MAKASSAR, SULSEL – Wakil Ketua Komisi Pemberantasan Korupsi (KPK) Johanis Tanak menegaskan tidak ada yang perlu ditakuti jika Komisi III DPR RI memanggil lembaganya untuk rapat dengar pendapat (RDP).

Pernyataan ini menanggapi instruksi Ketua Umum Partai NasDem Surya Paloh yang meminta Fraksi NasDem menginisiasi pemanggilan KPK guna membahas terminologi operasi tangkap tangan (OTT).

“Kalau diundang, kita akan datang. Apa yang harus ditakuti sepanjang kita melakukan perbuatan yang baik dan benar untuk kepentingan bangsa dan negara,” ujar Johanis usai memberikan kuliah umum kepada mahasiswa baru Universitas Hasanuddin, Makassar, Senin (11/8/2025).
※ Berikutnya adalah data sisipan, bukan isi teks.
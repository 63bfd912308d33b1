//! `permitted-cross-domain-policies` values.

use std::fmt;
use std::str::FromStr;

use crate::error::FlashPolicyError;

/// Site-control directive of a policy document.
#[derive(Debug, Clone, Copy, PartialEq, Eq)]
pub enum SiteControl {
    All,
    None,
    MasterOnly,
    MasterOnlyV2,
    ByContentType,
    ByFtpFilename,
}

impl SiteControl {
    pub const VALUES: [SiteControl; 6] = [
        SiteControl::All,
        SiteControl::None,
        SiteControl::MasterOnly,
        SiteControl::MasterOnlyV2,
        SiteControl::ByContentType,
        SiteControl::ByFtpFilename,
    ];

    /// Attribute value as written in the document.
    pub fn as_str(self) -> &'static str {
        match self {
            SiteControl::All => "all",
            SiteControl::None => "none",
            SiteControl::MasterOnly => "master-only",
            SiteControl::MasterOnlyV2 => "master-only-v2",
            SiteControl::ByContentType => "by-content-type",
            SiteControl::ByFtpFilename => "by-ftp-filename",
        }
    }
}

impl FromStr for SiteControl {
    type Err = FlashPolicyError;

    /// Exact, case-sensitive match; surrounding whitespace is not trimmed.
    fn from_str(s: &str) -> Result<Self, Self::Err> {
        SiteControl::VALUES
            .into_iter()
            .find(|sc| sc.as_str() == s)
            .ok_or_else(|| FlashPolicyError::InvalidSiteControl(s.to_string()))
    }
}

impl fmt::Display for SiteControl {
    fn fmt(&self, f: &mut fmt::Formatter<'_>) -> fmt::Result {
        f.write_str(self.as_str())
    }
}

pub fn validate_site_control(value: &str) -> bool {
    value.parse::<SiteControl>().is_ok()
}

#[cfg(test)]
mod tests {
    #![allow(clippy::unwrap_used)]

    use super::*;

    #[test]
    fn parse_is_inverse_of_as_str() {
        for sc in SiteControl::VALUES {
            assert_eq!(sc.as_str().parse::<SiteControl>().ok(), Some(sc));
        }
    }

    #[test]
    fn rejection_carries_offending_value() {
        let err = "Master-Only".parse::<SiteControl>().unwrap_err();
        assert!(matches!(err, FlashPolicyError::InvalidSiteControl(ref v) if v == "Master-Only"));
    }
}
Menurut Johanis, KPK adalah lembaga negara yang taat pada aturan hukum. Namun, ia menilai perlu ada persamaan persepsi terkait istilah OTT agar tidak terjadi kesalahpahaman.

“Apa sih yang dimaksud dengan terminologi OTT? Supaya saat kita menjawab, tidak terjadi perbedaan tafsir antara maksud pihak yang bertanya dan maksud kami,” jelasnya.

Johanis menerangkan bahwa pengertian OTT sudah diatur dalam KUHP sebagai perbuatan tertangkap tangan yang diatur dalam hukum acara pidana. Prosesnya, kata dia, dimulai dari laporan masyarakat yang kemudian dianalisis secara yuridis oleh KPK.

“Ketika masyarakat melaporkan dugaan tindak pidana korupsi, kami kumpulkan data dan informasi. Jika ada indikasi kerugian negara dan melibatkan penyelenggara negara, termasuk adanya suap atau gratifikasi, maka penyidik akan bergerak,” paparnya.

KPK, lanjut Johanis, memiliki teknologi pemantauan yang memungkinkan pengawasan hingga ke daerah. “Dimanapun orang itu berada, kita bisa memonitor. Jadi bukan asal tangkap, semua berdasarkan dasar hukum yang jelas,” tegasnya.

Terpisah, Wakil Ketua DPR RI Saan Mustofa menilai permintaan Surya Paloh adalah hal wajar. Menurutnya, fraksi di DPR dapat mengusulkan RDP dengan mitra kerja, termasuk KPK, untuk memperjelas istilah-istilah hukum.

“Biar semuanya clear, istilah seperti OTT bisa tersosialisasi dengan baik,” ucap politisi NasDem itu.

Sebelumnya, Surya Paloh mempertanyakan pergeseran makna OTT. Ia mencontohkan kasus di mana pemberi suap berada di Sumatera Utara, sementara penerimanya di Sulawesi Selatan. “Apakah ini OTT? OTT plus?” ujarnya.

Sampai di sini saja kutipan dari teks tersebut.